A notification is a way that an application can share what it has done with the wider outside world in a you might be interested in this way. Notifications, especially when combined with Event Grid, allow for the creation of applications by composition of reactive components.
Introduction
A notification is a way that one application (or a microservice or function) can expose events to the rest of the world to tell them, "I have done x and you might be interested in it".
When a notification is sent out via Event Grid, subscribers can be added that react to this notification, and the advanced filtering and routing capabilities of event grid can be used to build sophisticated systems from composition of smaller components and routing rules.
Background
For an overview of all the features provided by Event Grid, I recommend this overview.
When designing a system based on notification events, I would recommend a technique such as Event Storming or Event Modelling.
Building a Notification Message to Send
Each custom notification message type your system will emit should populate an instance of Microsoft.Azure.EventGrid.Models.EventGridData
. This class defines the following properties:
public string Id { get; set; }
public DateTime EventTime { get; set; }
public string DataVersion { get; set; }
public string Topic { get; set; }
public string Subject { get; set; }
public object Data { get; set; }
public string EventType { get; set; }
Id
This is the unique identifier of the message, and can be used for deduplication. If your application does not have its own way of uniquely identifying a message, then setting it to a new GUID is valid.
EventTime
This should be set to when the event occurred. For distributed systems, I would use UTC as a common time format.
DataVersion
Set this version number to indicate which version of the message payload you are sending. You should increment this whenever you change the properties of the data payload and store the message payload definitions in a source control system or as a library that other applications can use.
EventType
This should be set to a string that uniquely identifies what event has happened. You can use dots in the event type to domain qualify it - for example, a new user being added might trigger an event: [Application].[Domain].UserAdded so that this can be differentiated from users being added to different applications or domains.
Subject
This is typically set to indicate who or what the notification was sent for. You can use a path separator to domain qualify this - for example, in the above user added notification, the subject could be [Application]/[Domain]/[User Identifier].
Data
This is where the payload of your notification message goes. You can put any object here so long as it can be serialised as JSON, but the entire message is limited to 64KB so if you have a big chunk of data, you are better off saving it to a public blob store and sending the URI in the event data.

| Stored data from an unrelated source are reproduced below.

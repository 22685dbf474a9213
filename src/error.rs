use std::fmt;
use thiserror::Error;

#[derive(Debug, Error)]
pub enum Error {
    #[error("Database error: {0}")]
    Database(String),

    #[error("Migration error: {0}")]
    Migration(String),

    #[error("Invalid argument: {0}")]
    InvalidArgument(String),

    #[error("Configuration error: {0}")]
    Config(String),

    #[error("Import error: {0}")]
    Import(String),

}

impl Error {
    pub(crate) fn invalid(msg: impl Into<String>) -> Self {
        Error::InvalidArgument(msg.into())
    }
}

impl From<rusqlite::Error> for Error {
    fn from(e: rusqlite::Error) -> Self {
        Error::Database(e.to_string())
    }
}

impl From<rusqlite_migration::Error> for Error {
    fn from(e: rusqlite_migration::Error) -> Self {
        Error::Migration(e.to_string())
    }
}

impl<E: fmt::Display> From<tokio_rusqlite::Error<E>> for Error {
    fn from(e: tokio_rusqlite::Error<E>) -> Self {
        Error::Database(e.to_string())
    }
}

impl From<serde_json::Error> for Error {
    fn from(e: serde_json::Error) -> Self {
        Error::Import(e.to_string())
    }
}

pub type Result<T> = std::result::Result<T, Error>;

Event Grid does allow for filtering by the content of the message. If you are doing that, then it is best to keep the data content small.
Sending the Notification Message
In order to transmit the message by Event Grid, you will need to know the event grid endpoint (to which the notification messages are posted) and the access key used to prove you have the rights to post to it. Typically, these would be stored in the configuration settings of your application rather than hard-coded.

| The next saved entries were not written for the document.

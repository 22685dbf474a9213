pub mod filter;
pub mod report_sql;

use chrono::NaiveDate;
use rusqlite::types::ToSql;
use serde::{Deserialize, Serialize};

pub use filter::ReportFilter;

use crate::error::{Error, Result};
use crate::model::TaskTimestamp;
use crate::report::header::{default_columns, validate_headers, ColumnHeader};
use crate::report::ReportKind;

/// Everything needed to build one monitoring report.
#[derive(Debug, Clone, PartialEq, Serialize, Deserialize)]
pub struct ReportRequest {
    pub kind: ReportKind,
    pub filter: ReportFilter,
    pub columns: Vec<ColumnHeader>,
    pub working_days: bool,
    pub reference_date: NaiveDate,
    /// Attribute whose values key a custom-field report.
    pub custom_field: Option<String>,
    /// Timestamps a timestamp report covers; empty means all of them.
    pub timestamps: Vec<TaskTimestamp>,
}

impl ReportRequest {
    pub fn new(kind: ReportKind, reference_date: NaiveDate) -> Self {
        Self {
            kind,
            filter: ReportFilter::default(),
            columns: default_columns(),
            working_days: false,
            reference_date,
            custom_field: None,
            timestamps: Vec::new(),
        }
    }

    pub fn filter(mut self, filter: ReportFilter) -> Self {
        self.filter = filter;
        self
    }

    pub fn columns(mut self, columns: Vec<ColumnHeader>) -> Self {
        self.columns = columns;
        self
    }

    pub fn working_days(mut self, val: bool) -> Self {
        self.working_days = val;
        self
    }

    pub fn custom_field(mut self, name: &str) -> Self {
        self.custom_field = Some(name.to_string());
        self
    }

    pub fn timestamps(mut self, timestamps: Vec<TaskTimestamp>) -> Self {
        self.timestamps = timestamps;
        self
    }

    /// The timestamps a timestamp report covers, in canonical order.
    pub fn effective_timestamps(&self) -> Vec<TaskTimestamp> {
        if self.timestamps.is_empty() {
            return TaskTimestamp::ALL.to_vec();
        }
        TaskTimestamp::ALL
            .into_iter()
            .filter(|ts| self.timestamps.contains(ts))
            .collect()
    }

    pub fn validate(&self) -> Result<()> {
        validate_headers(&self.columns)?;
        self.filter.validate()?;
        let has_field = self
            .custom_field
            .as_deref()
            .is_some_and(|name| !name.trim().is_empty());
        if self.kind == ReportKind::CustomField && !has_field {
            return Err(Error::invalid("custom-field report needs a custom attribute name"));
        }
        Ok(())
    }
}

/// Positional SQL parameters. Each push hands back its `?N` placeholder.
#[derive(Default)]
pub(crate) struct SqlParams {
    values: Vec<Box<dyn ToSql>>,
}

impl SqlParams {
    pub(crate) fn push(&mut self, value: impl ToSql + 'static) -> String {
        self.values.push(Box::new(value));
        format!("?{}", self.values.len())
    }

    /// Placeholders for a list, joined for use inside `IN (...)`.
    pub(crate) fn push_all<T: ToSql + Clone + 'static>(&mut self, values: &[T]) -> String {
        values
            .iter()
            .map(|v| self.push(v.clone()))
            .collect::<Vec<_>>()
            .join(", ")
    }

    #[cfg(test)]
    pub(crate) fn len(&self) -> usize {
        self.values.len()
    }

    pub(crate) fn as_refs(&self) -> Vec<&dyn ToSql> {
        self.values.iter().map(|p| p.as_ref()).collect()
    }
}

public HttpMessageHandler HttpMessageHandler
{
get => httpMessageHandler;
set
{
httpClient?.Dispose();
httpMessageHandler = value;
httpClient = new HttpClient(httpMessageHandler);
httpClient.DefaultRequestHeaders.Add("aeg-sas-key", this.eventGridKeyValue);
}
}
As well as this, it is good practice to specify the "retry count" (the number of times the notification should be attempted if it fails) and the "retry interval" (the amount of time to wait between retries).
To send the event grid message, we need to turn it into JSON, then send it to the Event Grid end point.
private async Task SendNotificationAsync(
EventGridEvent[] eventGridEventArray)
{
string json = JsonConvert.SerializeObject(eventGridEventArray);
StringContent content = new StringContent(json, Encoding.UTF8, "application/json");
HttpResponseMessage result = null;
try
{
result = await httpClient.PostAsync(this.eventGridTopicEndpoint, content);
}
catch (Exception e)
{
if (null != _logger )
{
_logger.LogError(e.Message);
}
return;
}
using (result)
{
var body = await result.Content.ReadAsStringAsync();
if (result.IsSuccessStatusCode)
{
if (null != _logger)
{
_logger.LogInformation($"Sent notification via
{this.eventGridTopicEndpoint}" );
}
}
else
{
if (null != _logger)
{
_logger.LogError($"Failed to send notification -
{result.StatusCode} {result.Content}");
}
}
}
}
Points of Interest
Event Grid provides what is known as "at least once" delivery of messages. This means that it is possible (and is something you need to code for) that a message will be received more than once.
This can be done by deduplicatiing messages based on the unique message identifier or by making your notification message processing idempotent so that multiple copies of the message do not cause any extra effect.